You are viewing a plain text version of this content. The canonical link for it is here.
Posted to solr-user@lucene.apache.org by "Diego Ceccarelli (BLOOMBERG/ LONDON)" <dc...@bloomberg.net> on 2018/01/26 17:46:57 UTC

Re:***UNCHECKED*** Limit Solr search to number of character/words (without changing index)

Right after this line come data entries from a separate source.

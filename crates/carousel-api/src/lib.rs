//! carousel-api — admin API for Carousel.
//!
//! Read-only views of the rotation state and telemetry, plus the two
//! operator actions: a manual rotation trigger and quarantine clearing.
//! Both actions go through the controller's command channel; the API
//! never touches rotation state directly.
//!
//! # API Routes
//!
//! | Method | Path | Description |
//! |---|---|---|
//! | GET | `/healthz` | Orchestrator liveness |
//! | GET | `/api/v1/status` | Instances, current and last plan, alerts |
//! | GET | `/api/v1/telemetry` | Cached telemetry snapshot |
//! | GET | `/api/v1/history?limit=N` | Most recent finished plans |
//! | POST | `/api/v1/rotate` | Manual rotation trigger |
//! | POST | `/api/v1/instances/{name}/unquarantine` | Return an instance to Standby |
//! | GET | `/metrics` | Prometheus exposition |

pub mod handlers;

use axum::Router;
use axum::routing::{get, post};
use carousel_rotation::RotationHandle;
use carousel_telemetry::Telemetry;

/// Shared state for API handlers.
#[derive(Clone)]
pub struct ApiState {
    pub rotation: RotationHandle,
    pub telemetry: Telemetry,
}

/// Build the complete API router (REST + metrics).
pub fn build_router(state: ApiState) -> Router {
    let api_routes = Router::new()
        .route("/status", get(handlers::get_status))
        .route("/telemetry", get(handlers::get_telemetry))
        .route("/history", get(handlers::list_history))
        .route("/rotate", post(handlers::trigger_rotation))
        .route("/instances/{name}/unquarantine", post(handlers::clear_quarantine))
        .with_state(state.clone());

    Router::new()
        .route("/healthz", get(handlers::healthz))
        .nest("/api/v1", api_routes)
        .route("/metrics", get(handlers::prometheus_metrics).with_state(state))
}
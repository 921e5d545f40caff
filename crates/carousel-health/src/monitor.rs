//! Health monitor: background task that sweeps running instances.
//!
//! The monitor reads the controller's published status to decide which
//! containers should be running, probes them through the shared
//! `HealthChecker`, and hands the reports back over a channel. It never
//! writes rotation state itself.

use std::time::Duration;

use carousel_core::{InstanceRole, StatusView};
use tokio::sync::{mpsc, watch};
use tokio::time::MissedTickBehavior;
use tracing::{debug, info};

use crate::service::{HealthChecker, HealthReport};

/// Periodically probes Active and Transitioning instances.
pub struct HealthMonitor {
    checker: HealthChecker,
    interval: Duration,
}

impl HealthMonitor {
    pub fn new(checker: HealthChecker, interval: Duration) -> Self {
        Self { checker, interval }
    }

    /// Names the monitor should probe given the latest status.
    pub fn targets(status: &StatusView) -> Vec<String> {
        status
            .instances
            .iter()
            .filter(|i| matches!(i.role, InstanceRole::Active | InstanceRole::Transitioning))
            .map(|i| i.name.clone())
            .collect()
    }

    /// Run until `shutdown` flips or the report channel closes.
    ///
    /// A full report channel drops the batch; the next tick produces a
    /// fresher one.
    pub async fn run(
        self,
        status: watch::Receiver<StatusView>,
        reports: mpsc::Sender<Vec<HealthReport>>,
        mut shutdown: watch::Receiver<bool>,
    ) {
        let mut ticker = tokio::time::interval(self.interval);
        ticker.set_missed_tick_behavior(MissedTickBehavior::Delay);

        info!(interval = ?self.interval, "health monitor started");

        loop {
            tokio::select! {
                _ = ticker.tick() => {
                    let targets = Self::targets(&status.borrow());
                    if targets.is_empty() {
                        continue;
                    }

                    let batch = self.checker.sweep(&targets).await;
                    if batch.is_empty() {
                        continue;
                    }

                    match reports.try_send(batch) {
                        Ok(()) => {}
                        Err(mpsc::error::TrySendError::Full(_)) => {
                            debug!("health report channel full, dropping batch");
                        }
                        Err(mpsc::error::TrySendError::Closed(_)) => {
                            debug!("health report receiver gone");
                            break;
                        }
                    }
                }
                _ = shutdown.changed() => {
                    debug!("health monitor shutting down");
                    break;
                }
            }
        }
    }
}

#[cfg(test)]
mod tests {
    use std::sync::Arc;

    use carousel_core::{HealthStatus, Instance};

    use super::*;
    use crate::checker::ProbeResult;
    use crate::service::CheckerSettings;
    use crate::testing::ScriptedProbe;

    fn status(roles: &[(&str, InstanceRole)]) -> StatusView {
        StatusView {
            instances: roles
                .iter()
                .map(|(name, role)| {
                    let mut inst = Instance::new(name, &format!("{name}:8080"), 0);
                    inst.role = *role;
                    inst
                })
                .collect(),
            current_plan: None,
            last_plan: None,
            min_healthy: 1,
            active_target: 1,
            serving: 0,
            interval_min_ms: 1000,
            interval_max_ms: 2000,
            runtime_paused: false,
            alerts: Vec::new(),
            updated_at: 0,
        }
    }

    #[test]
    fn only_running_roles_are_targets() {
        let view = status(&[
            ("web1", InstanceRole::Active),
            ("web2", InstanceRole::Standby),
            ("web3", InstanceRole::Transitioning),
            ("web4", InstanceRole::Quarantined),
        ]);
        assert_eq!(HealthMonitor::targets(&view), vec!["web1", "web3"]);
    }

    #[tokio::test(start_paused = true)]
    async fn monitor_delivers_reports_until_shutdown() {
        let probe = Arc::new(ScriptedProbe::new());
        probe.set_default("web2:8080", ProbeResult::Unhealthy);
        let checker = HealthChecker::new(
            probe.clone(),
            CheckerSettings {
                timeout: Duration::from_millis(100),
                interval: Duration::from_secs(1),
                failure_threshold: 3,
                max_backoff: Duration::from_secs(4),
            },
            ["web1", "web2", "web3"].map(|n| (n.to_string(), format!("{n}:8080"))),
        );

        let (_status_tx, status_rx) = watch::channel(status(&[
            ("web1", InstanceRole::Active),
            ("web2", InstanceRole::Active),
            ("web3", InstanceRole::Standby),
        ]));
        let (reports_tx, mut reports_rx) = mpsc::channel(8);
        let (shutdown_tx, shutdown_rx) = watch::channel(false);

        let monitor = HealthMonitor::new(checker, Duration::from_secs(1));
        let task = tokio::spawn(monitor.run(status_rx, reports_tx, shutdown_rx));

        let batch = reports_rx.recv().await.unwrap();
        assert_eq!(batch.len(), 2);
        assert_eq!(batch[0].name, "web1");
        assert_eq!(batch[0].status, HealthStatus::Healthy);
        assert_eq!(batch[1].probe, ProbeResult::Unhealthy);
        assert_eq!(probe.calls("web3:8080"), 0);

        shutdown_tx.send(true).unwrap();
        task.await.unwrap();
    }
}
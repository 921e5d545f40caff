//! Lifecycle error types.

use std::time::Duration;

use thiserror::Error;

pub type LifecycleResult<T> = Result<T, LifecycleError>;

/// Errors returned by the container runtime or the lifecycle manager.
#[derive(Debug, Error)]
pub enum LifecycleError {
    #[error("container runtime unavailable: {0}")]
    Unavailable(String),

    #[error("invalid runtime endpoint {0:?}")]
    InvalidEndpoint(String),

    #[error("container not found: {0}")]
    NotFound(String),

    #[error("container {name} did not report running within {timeout:?}")]
    StartTimeout { name: String, timeout: Duration },

    #[error("container {name} did not stop within {timeout:?}")]
    StopTimeout { name: String, timeout: Duration },

    #[error("container {name} exited during start")]
    ExitedDuringStart { name: String },

    #[error("runtime API request {uri} got no answer within {timeout:?}")]
    RequestTimeout { uri: String, timeout: Duration },

    #[error("runtime API error ({status}): {message}")]
    Api { status: u16, message: String },

    #[error("unexpected runtime response: {0}")]
    Decode(String),
}

impl LifecycleError {
    /// The runtime API itself could not be reached.
    pub fn is_unavailable(&self) -> bool {
        matches!(self, Self::Unavailable(_))
    }

    pub fn is_timeout(&self) -> bool {
        matches!(
            self,
            Self::StartTimeout { .. } | Self::StopTimeout { .. } | Self::RequestTimeout { .. }
        )
    }
}
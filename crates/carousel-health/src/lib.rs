//! carousel-health — health checking for rotated instances.
//!
//! Probes instance health endpoints and classifies each instance as
//! healthy, unhealthy or unknown. Degradation is slow and recovery fast:
//! an instance only flips to `Unhealthy` after `failure_threshold`
//! consecutive failures, and a single success restores `Healthy`. This
//! keeps the brief overlap windows of a rotation from flapping.
//!
//! # Architecture
//!
//! ```text
//! HealthChecker
//!   ├── Per-instance slot (one in-flight probe at a time)
//!   │   ├── HealthTracker (consecutive failures, backoff)
//!   │   └── HealthProbe::probe() under a hard timeout
//!   └── sweep() fans out across instances, skipping those in backoff
//!
//! HealthMonitor
//!   └── periodic sweep of running instances → channel → controller
//! ```
//!
//! Exponential backoff (interval → `max_backoff`) prevents hammering a
//! degraded container.

pub mod checker;
pub mod error;
pub mod monitor;
pub mod probe;
pub mod service;

#[cfg(any(test, feature = "test-utils"))]
pub mod testing;

pub use checker::{HealthTracker, ProbeResult, http_probe};
pub use error::{HealthError, HealthResult};
pub use monitor::HealthMonitor;
pub use probe::{HealthProbe, HttpProbe};
pub use service::{CheckerSettings, HealthChecker, HealthReport};
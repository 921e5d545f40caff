//! carouseld — the Carousel daemon.
//!
//! Single binary that assembles every Carousel subsystem:
//! - Container runtime client + lifecycle manager
//! - Health checker and background monitor
//! - Proxy reconfigurer
//! - Rotation telemetry (redb-backed when configured)
//! - Rotation controller + jittered timer
//! - Admin API
//!
//! # Usage
//!
//! ```text
//! carouseld run --config /etc/carousel/carousel.toml
//! carouseld check-config --config /etc/carousel/carousel.toml
//! ```

mod daemon;

use std::path::PathBuf;

use carousel_core::OrchestratorConfig;
use clap::{Parser, Subcommand, ValueEnum};
use tracing_subscriber::EnvFilter;

#[derive(Parser)]
#[command(name = "carouseld", about = "Carousel rotation daemon", version)]
struct Cli {
    #[command(subcommand)]
    command: Command,
}

#[derive(Subcommand)]
enum Command {
    /// Run the orchestrator until Ctrl-C.
    Run {
        /// Path to carousel.toml.
        #[arg(long, env = "CAROUSEL_CONFIG", default_value = "/etc/carousel/carousel.toml")]
        config: PathBuf,

        /// Log output format.
        #[arg(long, value_enum, default_value = "text")]
        log_format: LogFormat,
    },
    /// Parse and validate a configuration file, then exit.
    CheckConfig {
        #[arg(long, env = "CAROUSEL_CONFIG", default_value = "/etc/carousel/carousel.toml")]
        config: PathBuf,
    },
}

#[derive(Debug, Clone, Copy, PartialEq, Eq, ValueEnum)]
enum LogFormat {
    Text,
    Json,
}

fn init_tracing(format: LogFormat) {
    let filter = EnvFilter::try_from_default_env()
        .unwrap_or_else(|_| EnvFilter::new("info,carouseld=debug,carousel_rotation=debug"));
    let builder = tracing_subscriber::fmt().with_env_filter(filter);
    match format {
        LogFormat::Text => builder.init(),
        LogFormat::Json => builder.json().init(),
    }
}

#[tokio::main]
async fn main() -> anyhow::Result<()> {
    let cli = Cli::parse();

    match cli.command {
        Command::Run { config, log_format } => {
            init_tracing(log_format);
            let config = OrchestratorConfig::from_file(&config)?;
            daemon::run(config).await
        }
        Command::CheckConfig { config: path } => {
            let config = OrchestratorConfig::from_file(&path)?;
            println!(
                "{}: ok ({} instances, {} active, min_healthy {}, interval {:?}..{:?})",
                path.display(),
                config.instances.len(),
                config.rotation.active_count,
                config.rotation.min_healthy,
                config.rotation.interval_min,
                config.rotation.interval_max,
            );
            Ok(())
        }
    }
}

Hi Zahid, if you want to allow searching only if the query is shorter than a certain number of terms / characters, I would do it before calling solr probably, otherwise you could write a QueryParserPlugin (see [1]) and check that the query is sound before processing it. 
See also: http://coding-art.blogspot.co.uk/2016/05/writing-custom-solr-query-parser-for.html

Cheers,
Diego

[1] https://wiki.apache.org/solr/SolrPlugins


From: solr-user@lucene.apache.org At: 01/26/18 13:24:36To:  solr-user@lucene.apache.org
Cc:  apache@elyograg.org
Subject: ***UNCHECKED*** Limit Solr search to number of character/words (without changing index)

Hi All,

Is there any way I can restrict Solr search query to look for specified
number of characters/words (for only searching purposes not for
highlighting)

*For example:*

*Indexed content:*
*I am a man of my words I am a lazy man...........*

Search to consider only below mentioned (words=7 or characters=16)
*I am a man of my words*

If I search for *lazy *no record should find.
If I search for *a *1 record should find.


Thanks
Zahid Iqbal



Re: ***UNCHECKED*** Limit Solr search to number of character/words (without changing index)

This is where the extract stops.